Il 31 ottobre è finito lo stop previsto per i settori più colpiti della crisi pandemica. Ma com'è andata finora per i comparti (industria metalmeccanica ed edilizia) per i quali il blocco è terminato il 30 giugno? Un primo bilancio degli ultimi 4 mesi
Era l’ultimo pezzo di muro anti-covid rimasto in piedi dalla scorsa estate, e ora è venuto meno anche quello. Il 30 giugno finiva il blocco dei licenziamenti (argine messo su in tutta fretta a febbraio 2020, con lo scoppio della pandemia e i primi stop alle attività) per la grande industria e l’edilizia, il 31 ottobre è finito anche per i settori per i quali era stato prorogato: terziario, piccole imprese, artigianato, e tre comparti dell’industria più flagellati dalla crisi covid, tessile, abbigliamento e pelletteria. Anche per i lavoratori di questi settori, quindi dal primo novembre è possibile il licenziamento collettivo o per giustificato motivo oggettivo (leggi, crisi aziendale), solo quando si è finito di usare tutta la cassa integrazione Covid disponibile. Ma com’è andata negli ultimi 4 mesi per i settori già tornati alle regole tra virgolette normali?

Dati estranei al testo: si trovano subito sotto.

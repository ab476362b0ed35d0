//! Stress and emotion signal derived from transcript text.

use std::collections::BTreeMap;
use std::fmt;
use std::str::FromStr;

use serde::{Deserialize, Serialize};

use crate::error::SentinelError;

/// Coarse stress bucket.
#[derive(Debug, Clone, Copy, PartialEq, Eq, Hash, PartialOrd, Ord, Serialize, Deserialize)]
#[serde(rename_all = "lowercase")]
pub enum StressLevel {
    Low,
    Medium,
    High,
}

impl StressLevel {
    pub fn as_str(&self) -> &'static str {
        match self {
            Self::Low => "low",
            Self::Medium => "medium",
            Self::High => "high",
        }
    }
}

impl fmt::Display for StressLevel {
    fn fmt(&self, f: &mut fmt::Formatter<'_>) -> fmt::Result {
        f.write_str(self.as_str())
    }
}

impl FromStr for StressLevel {
    type Err = SentinelError;

    fn from_str(s: &str) -> Result<Self, Self::Err> {
        match s.trim().to_ascii_lowercase().as_str() {
            "low" => Ok(Self::Low),
            "medium" => Ok(Self::Medium),
            "high" => Ok(Self::High),
            other => Err(SentinelError::InvalidInput {
                reason: format!("unknown stress level '{other}'"),
            }),
        }
    }
}

/// Stress estimate for one piece of text.
#[derive(Debug, Clone, PartialEq, Serialize, Deserialize)]
pub struct StressSignal {
    pub level: StressLevel,
    /// `min(raw_score / 10, 1.0)`.
    pub confidence: f64,
    /// Named signals in 0–1. Always contains `urgency` and `fear`.
    pub emotions: BTreeMap<String, f64>,
    /// Sum of the weights of every stress keyword present.
    pub raw_score: u32,
}
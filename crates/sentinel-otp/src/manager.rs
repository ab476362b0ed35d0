//! The OTP session lifecycle.
//!
//!   issue:  normalize phone → generate code → store session → audit → deliver
//!   verify: check code shape → look up → expiry → code → phone → delete
//!
//! A session is recorded before delivery is attempted and no store lock is
//! held while a gateway is called. A verification only succeeds if this
//! caller's `delete` is the one that removed the session, so a code can be
//! redeemed at most once even under concurrent attempts.

use std::sync::Arc;

use chrono::Duration;
use serde_json::json;
use tracing::{debug, info, warn};
use uuid::Uuid;

use sentinel_contracts::{
    assessment::{AuditKind, AuditRecord},
    error::{SentinelError, SentinelResult},
    otp::{DeliveryChannel, IssuedOtp, OtpMessage, OtpSession, VerifiedOtp},
};
use sentinel_core::traits::{AuditWriter, Clock, SessionStore};
use sentinel_policy::OtpSettings;

use crate::{
    code::{codes_match, generate_code, is_well_formed},
    delivery::{render_body, DeliveryRoute, LocalFallbackGateway},
    phone::{mask_phone, normalize_phone, normalize_phone_lenient},
};

/// Issues and redeems one-time passcodes.
///
/// Shareable across threads behind an `Arc`; all mutable state lives in the
/// `SessionStore`.
pub struct OtpManager {
    store: Arc<dyn SessionStore>,
    clock: Arc<dyn Clock>,
    settings: OtpSettings,
    route: DeliveryRoute,
    fallback: LocalFallbackGateway,
    audit: Option<Arc<dyn AuditWriter>>,
}

impl OtpManager {
    /// Build a manager. Fails with `ConfigError` if `settings` do not
    /// validate.
    pub fn new(
        store: Arc<dyn SessionStore>,
        clock: Arc<dyn Clock>,
        settings: OtpSettings,
        route: DeliveryRoute,
    ) -> SentinelResult<Self> {
        settings.validate()?;
        info!(
            mode = ?settings.mode,
            ttl_seconds = settings.ttl_seconds,
            route = ?route,
            "OTP manager ready"
        );
        Ok(Self {
            store,
            clock,
            settings,
            route,
            fallback: LocalFallbackGateway::new(),
            audit: None,
        })
    }

    /// Record OTP lifecycle events. A failed write fails the operation.
    pub fn with_audit(mut self, audit: Arc<dyn AuditWriter>) -> Self {
        self.audit = Some(audit);
        self
    }

    pub fn settings(&self) -> &OtpSettings {
        &self.settings
    }

    /// Messages that went through the local fallback.
    pub fn fallback_deliveries(&self) -> usize {
        self.fallback.delivered()
    }

    /// Create a session for `phone` and deliver its code.
    ///
    /// Fails with `InvalidPhoneFormat` if the number is neither 10 nor 12
    /// digits. Delivery problems never fail issuance: the local fallback
    /// takes over.
    pub fn issue(&self, phone: &str) -> SentinelResult<IssuedOtp> {
        let phone = normalize_phone(phone, &self.settings.country_code)?;
        let code = generate_code(self.settings.code_length);
        let now = self.clock.now();
        let session = OtpSession {
            session_id: format!("otp_{}", Uuid::new_v4().simple()),
            otp: code.clone(),
            phone: phone.clone(),
            created_at: now,
            expires_at: now + Duration::seconds(self.settings.ttl_seconds),
        };
        let session_id = session.session_id.clone();
        let expires_at = session.expires_at;
        self.store.put(session)?;

        let recorded = self.record(
            AuditKind::OtpIssued,
            &session_id,
            json!({ "phone": mask_phone(&phone), "expires_at": expires_at }),
        );
        if let Err(e) = recorded {
            // Never leave a live code that has no audit trail.
            self.store.delete(&session_id)?;
            return Err(e);
        }

        let message = OtpMessage {
            to: phone.clone(),
            body: render_body(&code, self.settings.ttl_seconds),
        };
        let delivery = self.deliver(&message);
        let via_fallback = delivery == DeliveryChannel::LocalFallback;
        let expose = via_fallback && self.settings.mode.exposes_codes();

        info!(
            session_id = %session_id,
            phone = %mask_phone(&phone),
            fallback = via_fallback,
            "OTP issued"
        );

        Ok(IssuedOtp {
            session_id,
            message: if via_fallback {
                format!("OTP generated for {} (local delivery)", mask_phone(&phone))
            } else {
                format!("OTP sent to {}", mask_phone(&phone))
            },
            phone,
            expires_at,
            delivery,
            otp: expose.then_some(code),
        })
    }

    /// Issue a fresh session for `phone`. Earlier sessions are left to expire.
    pub fn resend(&self, phone: &str) -> SentinelResult<IssuedOtp> {
        debug!(phone = %mask_phone(phone), "OTP resend requested");
        self.issue(phone)
    }

    /// Redeem a code.
    ///
    /// Checks run in order: code shape, unknown session, expiry (which also
    /// removes the session), code, phone. A wrong code or phone leaves the
    /// session in place for another attempt.
    pub fn verify_otp(&self, session_id: &str, code: &str, phone: &str) -> SentinelResult<VerifiedOtp> {
        let length = self.settings.code_length;
        if !is_well_formed(code, length) {
            return Err(SentinelError::InvalidInput {
                reason: format!("OTP must be exactly {length} digits"),
            });
        }
        let phone = normalize_phone_lenient(phone, &self.settings.country_code);

        let Some(session) = self.store.get(session_id)? else {
            return self.reject(session_id, SentinelError::InvalidSession);
        };

        let now = self.clock.now();
        if session.is_expired_at(now) {
            self.store.delete(session_id)?;
            return self.reject(session_id, SentinelError::Expired);
        }
        if !codes_match(&session.otp, code) {
            return self.reject(session_id, SentinelError::CodeMismatch);
        }
        if session.phone != phone {
            return self.reject(session_id, SentinelError::PhoneMismatch);
        }

        // Lost a race with another verifier or a sweep.
        if self.store.delete(session_id)?.is_none() {
            return self.reject(session_id, SentinelError::InvalidSession);
        }

        self.record(
            AuditKind::OtpVerified,
            session_id,
            json!({ "phone": mask_phone(&session.phone) }),
        )?;
        info!(session_id, phone = %mask_phone(&session.phone), "OTP verified");

        Ok(VerifiedOtp {
            session_id: session_id.to_string(),
            verified_phone: session.phone,
            verified_at: now,
        })
    }

    /// Remove every expired session. Returns how many were removed.
    pub fn sweep_expired(&self) -> SentinelResult<usize> {
        let removed = self.store.sweep(self.clock.now())?;
        if removed > 0 {
            self.record(AuditKind::OtpSwept, "*", json!({ "removed": removed }))?;
            info!(removed, "expired OTP sessions swept");
        }
        Ok(removed)
    }

    /// Number of sessions currently held.
    pub fn live_sessions(&self) -> SentinelResult<usize> {
        self.store.len()
    }

    fn deliver(&self, message: &OtpMessage) -> DeliveryChannel {
        if let DeliveryRoute::Gateway(gateway) = &self.route {
            match gateway.send(message) {
                Ok(receipt) => {
                    return DeliveryChannel::Gateway {
                        provider: receipt.provider,
                        receipt_id: receipt.receipt_id,
                    };
                }
                Err(e) => {
                    warn!(
                        provider = gateway.name(),
                        to = %mask_phone(&message.to),
                        error = %e,
                        "SMS gateway failed, falling back to local delivery"
                    );
                }
            }
        }
        self.fallback.deliver(message);
        DeliveryChannel::LocalFallback
    }

    fn reject<T>(&self, session_id: &str, error: SentinelError) -> SentinelResult<T> {
        self.record(
            AuditKind::OtpRejected,
            session_id,
            json!({ "reason": format!("{error:?}") }),
        )?;
        warn!(session_id, error = %error, "OTP rejected");
        Err(error)
    }

    fn record(&self, kind: AuditKind, subject: &str, detail: serde_json::Value) -> SentinelResult<()> {
        let Some(audit) = &self.audit else {
            return Ok(());
        };
        audit.write(&AuditRecord {
            kind,
            subject: subject.to_string(),
            detail,
            timestamp: self.clock.now(),
        })
    }
}
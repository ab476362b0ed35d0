//! Challenge-response liveness verification.
//!
//! Scoring runs a fixed sequence of rules over the normalized transcript,
//! each adjusting the score and appending a reason when it fires:
//!
//! 1. Start from the base score.
//! 2. Whole challenge present → bonus; else any challenge word present →
//!    smaller bonus; else penalty.
//! 3. Penalty per distinct filler word.
//! 4. Bonus for a transcript of at least `natural_speech_min_words` words.
//! 5. Clamp to 0–100; pass at `pass_mark`.
//!
//! The function is total over string inputs. An empty challenge is a
//! substring of every transcript and therefore scores as a full match.

use tracing::debug;

use sentinel_contracts::liveness::{ChallengePhrase, LivenessResult};
use sentinel_policy::{LivenessWeights, ScoringPolicy};

use crate::lexicon;

/// Score `transcript` against the issued `challenge`.
pub fn verify(transcript: &str, challenge: &ChallengePhrase, policy: &ScoringPolicy) -> LivenessResult {
    let weights: &LivenessWeights = &policy.liveness;
    let spoken = lexicon::normalize(transcript);
    let expected = lexicon::normalize(challenge.as_str());

    let mut score = weights.base;
    let mut reasons = Vec::new();

    // TODO: an empty challenge matches every transcript here; hold until
    // product confirms whether blank challenges should fail outright.
    if spoken.contains(&expected) {
        score = score.saturating_add(weights.exact_match);
        reasons.push("challenge phrase detected".to_string());
    } else if lexicon::contains_any_word(&spoken, &expected) {
        score = score.saturating_add(weights.partial_match);
        reasons.push("partial match with challenge phrase".to_string());
    } else {
        score = score.saturating_sub(weights.no_match_penalty);
        reasons.push("challenge phrase not detected".to_string());
    }

    let fillers = lexicon::count_fillers(&spoken, &policy.lexicon.filler_words);
    if fillers > 0 {
        let fillers_i32 = i32::try_from(fillers).unwrap_or(i32::MAX);
        score = score.saturating_sub(weights.filler_penalty.saturating_mul(fillers_i32));
        reasons.push(format!("filler words detected: {fillers}"));
    }

    let words = transcript.split_whitespace().count();
    if words >= weights.natural_speech_min_words {
        score = score.saturating_add(weights.natural_speech_bonus);
        reasons.push("natural speech pattern detected".to_string());
    }

    let score = score.clamp(0, 100);
    let passed = score >= weights.pass_mark;

    debug!(
        score,
        passed,
        fillers,
        words,
        challenge = %challenge,
        "liveness scored"
    );

    LivenessResult {
        passed,
        score: score as u8,
        confidence: f64::from(score) / 100.0,
        reasons,
        transcript: transcript.to_string(),
    }
}
//! # sentinel-audit
//!
//! Append-only, SHA-256 hash-chained audit trail for Sentinel.
//!
//! ## Overview
//!
//! Every decision the engine returns and every OTP state change is wrapped in
//! an `AuditEvent` linked to the previous event by hash. Tampering with any
//! event breaks the chain and is detected by `verify_chain`.
//!
//! ## Usage
//!
//! ```rust,ignore
//! use sentinel_audit::InMemoryAuditWriter;
//!
//! let audit = Arc::new(InMemoryAuditWriter::new("sentinel-prod-1"));
//! let engine = DecisionEngine::new(policy, audit.clone(), clock);
//! // ...
//! assert!(audit.verify_integrity());
//! ```

pub mod chain;
pub mod event;
pub mod memory;

pub use chain::{hash_event, verify_chain};
pub use event::{AuditEvent, AuditLog};
pub use memory::InMemoryAuditWriter;

// ── Tests ─────────────────────────────────────────────────────────────────────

A luglio e agosto nessuna emorragia
Premesso che è presto per numeri definitivi, una prima valutazione si può trarre dall’ultimo Osservatorio di Ministero del Lavoro e Bankitalia sulle comunicazioni obbligatorie delle aziende, pubblicato a settembre e aggiornato al 31 agosto. In sintesi, ci dice che: a luglio, pronti via, sono scattati circa 10mila licenziamenti nei due comparti considerati; che, ragionevolmente, i datori li avevano già “in canna” e li hanno concretizzati appena scaduto il divieto. Che, nel computo del mese, non siamo distanti dal luglio 2019. Che ad agosto, complice la ripresa dell’economia, i licenziamenti si sono attestati «su valori estremamente contenuti», si legge, almeno per i dipendenti a tempo indeterminato (all’incirca 4 milioni tra edilizia e industria manifatturiera), e che meno bene è andata per rapporti a termine e collaborazioni. Ma è un tipico fenomeno a due facce, e di portata più generale, perché “Quasi il 90% dei posti di lavoro creati dall’inizio del 2021 è stato attivato con un contratto a termine”. In attesa dei dati completi di settembre e ottobre, insomma, l’emorragia di posti di lavoro sembra esser stata scongiurata dalla forte ripresa dell'attività. Il muro, quando serviva, ha retto. Dal primo novembre, per i regolatori, non serve più.